● **TASK DETAILS**:
Determine how many lines in this listing contain the word "derive" and report that number by itself.

--- START ---

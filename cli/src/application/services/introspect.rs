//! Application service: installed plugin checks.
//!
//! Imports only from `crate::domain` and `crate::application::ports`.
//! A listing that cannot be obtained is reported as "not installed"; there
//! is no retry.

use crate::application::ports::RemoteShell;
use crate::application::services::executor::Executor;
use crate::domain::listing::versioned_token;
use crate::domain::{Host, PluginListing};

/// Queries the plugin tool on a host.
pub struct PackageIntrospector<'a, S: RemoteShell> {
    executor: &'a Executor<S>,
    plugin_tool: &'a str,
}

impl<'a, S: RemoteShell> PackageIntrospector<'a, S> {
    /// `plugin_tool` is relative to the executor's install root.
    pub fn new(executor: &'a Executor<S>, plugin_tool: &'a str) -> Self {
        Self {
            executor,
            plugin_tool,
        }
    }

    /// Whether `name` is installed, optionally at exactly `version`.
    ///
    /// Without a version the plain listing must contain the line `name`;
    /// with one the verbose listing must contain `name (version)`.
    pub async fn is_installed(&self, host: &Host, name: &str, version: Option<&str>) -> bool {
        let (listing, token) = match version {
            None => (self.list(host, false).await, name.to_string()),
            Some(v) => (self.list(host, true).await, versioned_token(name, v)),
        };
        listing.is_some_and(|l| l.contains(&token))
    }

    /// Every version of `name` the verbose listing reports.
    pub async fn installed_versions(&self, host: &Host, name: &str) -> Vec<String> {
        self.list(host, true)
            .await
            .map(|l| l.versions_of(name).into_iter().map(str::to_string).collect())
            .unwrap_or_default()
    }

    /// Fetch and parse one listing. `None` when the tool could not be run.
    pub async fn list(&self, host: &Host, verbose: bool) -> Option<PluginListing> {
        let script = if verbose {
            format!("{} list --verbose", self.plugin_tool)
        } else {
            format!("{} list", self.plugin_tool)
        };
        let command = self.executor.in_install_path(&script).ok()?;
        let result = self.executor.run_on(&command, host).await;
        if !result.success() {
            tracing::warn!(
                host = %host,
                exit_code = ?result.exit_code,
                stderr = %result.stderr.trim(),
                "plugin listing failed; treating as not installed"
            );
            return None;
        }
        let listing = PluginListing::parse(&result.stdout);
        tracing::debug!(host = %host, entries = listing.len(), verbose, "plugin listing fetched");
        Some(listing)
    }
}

--- END ---
--- START ---

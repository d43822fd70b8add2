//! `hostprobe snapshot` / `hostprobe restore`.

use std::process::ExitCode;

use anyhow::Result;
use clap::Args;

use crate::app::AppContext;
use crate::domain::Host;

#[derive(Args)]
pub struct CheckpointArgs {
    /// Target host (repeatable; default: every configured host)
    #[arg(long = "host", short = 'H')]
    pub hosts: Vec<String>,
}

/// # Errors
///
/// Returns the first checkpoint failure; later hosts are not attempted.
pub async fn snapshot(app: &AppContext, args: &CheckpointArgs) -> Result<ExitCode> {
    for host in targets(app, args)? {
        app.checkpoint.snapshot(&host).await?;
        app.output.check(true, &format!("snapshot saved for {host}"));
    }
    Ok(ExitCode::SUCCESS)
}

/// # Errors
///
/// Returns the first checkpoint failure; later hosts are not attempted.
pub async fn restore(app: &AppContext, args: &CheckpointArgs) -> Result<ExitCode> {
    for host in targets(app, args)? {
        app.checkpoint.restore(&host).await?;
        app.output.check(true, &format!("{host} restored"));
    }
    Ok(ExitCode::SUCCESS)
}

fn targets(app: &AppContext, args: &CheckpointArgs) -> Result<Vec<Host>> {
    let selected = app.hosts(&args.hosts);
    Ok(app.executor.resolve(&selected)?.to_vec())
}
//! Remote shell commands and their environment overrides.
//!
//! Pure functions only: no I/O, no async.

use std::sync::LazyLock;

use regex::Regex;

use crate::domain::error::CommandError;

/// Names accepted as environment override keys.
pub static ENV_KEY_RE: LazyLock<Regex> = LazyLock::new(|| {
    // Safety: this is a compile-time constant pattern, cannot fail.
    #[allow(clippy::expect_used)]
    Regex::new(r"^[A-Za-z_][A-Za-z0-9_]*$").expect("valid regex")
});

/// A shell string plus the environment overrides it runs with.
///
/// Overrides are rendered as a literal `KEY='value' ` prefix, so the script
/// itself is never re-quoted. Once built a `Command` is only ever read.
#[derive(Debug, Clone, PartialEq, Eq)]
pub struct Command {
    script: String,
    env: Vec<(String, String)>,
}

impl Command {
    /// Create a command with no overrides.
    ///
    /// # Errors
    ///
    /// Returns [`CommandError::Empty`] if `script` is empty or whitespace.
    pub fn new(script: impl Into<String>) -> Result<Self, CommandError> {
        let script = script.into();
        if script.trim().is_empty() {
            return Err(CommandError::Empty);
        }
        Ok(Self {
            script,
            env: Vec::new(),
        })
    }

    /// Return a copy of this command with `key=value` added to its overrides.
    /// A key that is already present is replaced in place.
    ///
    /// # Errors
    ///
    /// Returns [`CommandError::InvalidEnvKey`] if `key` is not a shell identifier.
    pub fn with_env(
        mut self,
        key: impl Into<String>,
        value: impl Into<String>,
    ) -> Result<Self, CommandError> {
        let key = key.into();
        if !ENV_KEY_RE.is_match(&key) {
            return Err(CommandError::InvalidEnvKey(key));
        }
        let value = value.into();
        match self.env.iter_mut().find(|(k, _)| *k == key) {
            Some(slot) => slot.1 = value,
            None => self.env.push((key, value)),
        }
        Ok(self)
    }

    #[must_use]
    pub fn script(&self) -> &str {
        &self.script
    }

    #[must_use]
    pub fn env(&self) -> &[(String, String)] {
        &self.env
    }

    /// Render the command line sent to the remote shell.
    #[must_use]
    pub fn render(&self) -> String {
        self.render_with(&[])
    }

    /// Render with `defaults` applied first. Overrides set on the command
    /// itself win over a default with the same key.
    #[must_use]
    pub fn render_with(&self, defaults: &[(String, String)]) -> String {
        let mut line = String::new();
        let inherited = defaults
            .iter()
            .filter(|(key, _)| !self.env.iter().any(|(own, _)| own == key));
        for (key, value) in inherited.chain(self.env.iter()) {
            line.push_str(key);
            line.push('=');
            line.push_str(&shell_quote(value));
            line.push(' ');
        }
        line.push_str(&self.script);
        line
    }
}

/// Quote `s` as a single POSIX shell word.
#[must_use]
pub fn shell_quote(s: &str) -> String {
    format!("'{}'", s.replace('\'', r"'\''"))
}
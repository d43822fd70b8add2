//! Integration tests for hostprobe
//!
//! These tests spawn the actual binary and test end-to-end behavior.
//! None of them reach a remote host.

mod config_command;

--- END ---

● **EXERCISE RESULT**:
2